→ What is expected
Print all entries precisely as they are written.

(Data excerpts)
---

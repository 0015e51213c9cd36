//! # Girder WebSocket
//!
//! RFC 6455 WebSocket engine for the Girder server, built on blocking sockets.
//!
//! ## Features
//!
//! - Frame codec with incremental decoding across reads
//! - Upgrade handshake validation and accept-key computation
//! - Connection state machine with per-socket write serialization
//! - Hub with room-based broadcasting and liveness tracking
//! - Session loop with fragment reassembly and ping/pong handling
//!
//! ## Example
//!
//! ```rust,no_run
//! use girder_websocket::{Connection, Hub, Message, WebSocketConfig, WebSocketHandler};
//! use std::sync::Arc;
//!
//! struct Echo;
//!
//! impl WebSocketHandler for Echo {
//!     fn on_message(&self, hub: &Hub, conn: &Arc<Connection>, message: Message) {
//!         hub.broadcast_except(conn.id, message);
//!     }
//! }
//!
//! let hub = Hub::new(WebSocketConfig::default(), Echo);
//! assert_eq!(hub.connection_count(), 0);
//! ```

#![warn(missing_docs)]
#![warn(rustdoc::missing_crate_level_docs)]

mod config;
mod connection;
mod error;
pub mod frame;
pub mod handshake;
mod handler;
mod hub;
mod message;
mod session;

pub use config::{WebSocketConfig, WebSocketConfigBuilder};
pub use connection::{BoxedWriter, Connection, ConnectionId, ConnectionState};
pub use error::{FrameError, HandshakeError, WebSocketError, WebSocketResult};
pub use frame::{CloseCode, Frame, FrameDecoder, OpCode};
pub use handler::{LoggingHandler, WebSocketHandler};
pub use handshake::{accept_key, is_upgrade_request, switching_protocols_response, validate_handshake};
pub use hub::Hub;
pub use message::{Message, MessageType};
pub use session::{MessageAssembler, run_session};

---

→ Result for this exercise
repository 0015e51213c9cd36
//! # Girder WebSocket
//!
//! RFC 6455 WebSocket engine for the Girder server, built on blocking sockets.
//!
//! ## Features
//!
//! - Frame codec with incremental decoding across reads
//! - Upgrade handshake validation and accept-key computation
//! - Connection state machine with per-socket write serialization
//! - Hub with room-based broadcasting and liveness tracking
//! - Session loop with fragment reassembly and ping/pong handling
//!
//! ## Example
//!
//! ```rust,no_run
//! use girder_websocket::{Connection, Hub, Message, WebSocketConfig, WebSocketHandler};
//! use std::sync::Arc;
//!
//! struct Echo;
//!
//! impl WebSocketHandler for Echo {
//!     fn on_message(&self, hub: &Hub, conn: &Arc<Connection>, message: Message) {
//!         hub.broadcast_except(conn.id, message);
//!     }
//! }
//!
//! let hub = Hub::new(WebSocketConfig::default(), Echo);
//! assert_eq!(hub.connection_count(), 0);
//! ```

#![warn(missing_docs)]
#![warn(rustdoc::missing_crate_level_docs)]

mod config;
mod connection;
mod error;
pub mod frame;
pub mod handshake;
mod handler;
mod hub;
mod message;
mod session;

pub use config::{WebSocketConfig, WebSocketConfigBuilder};
pub use connection::{BoxedWriter, Connection, ConnectionId, ConnectionState};
pub use error::{FrameError, HandshakeError, WebSocketError, WebSocketResult};
pub use frame::{CloseCode, Frame, FrameDecoder, OpCode};
pub use handler::{LoggingHandler, WebSocketHandler};
pub use handshake::{accept_key, is_upgrade_request, switching_protocols_response, validate_handshake};
pub use hub::Hub;
pub use message::{Message, MessageType};
pub use session::{MessageAssembler, run_session};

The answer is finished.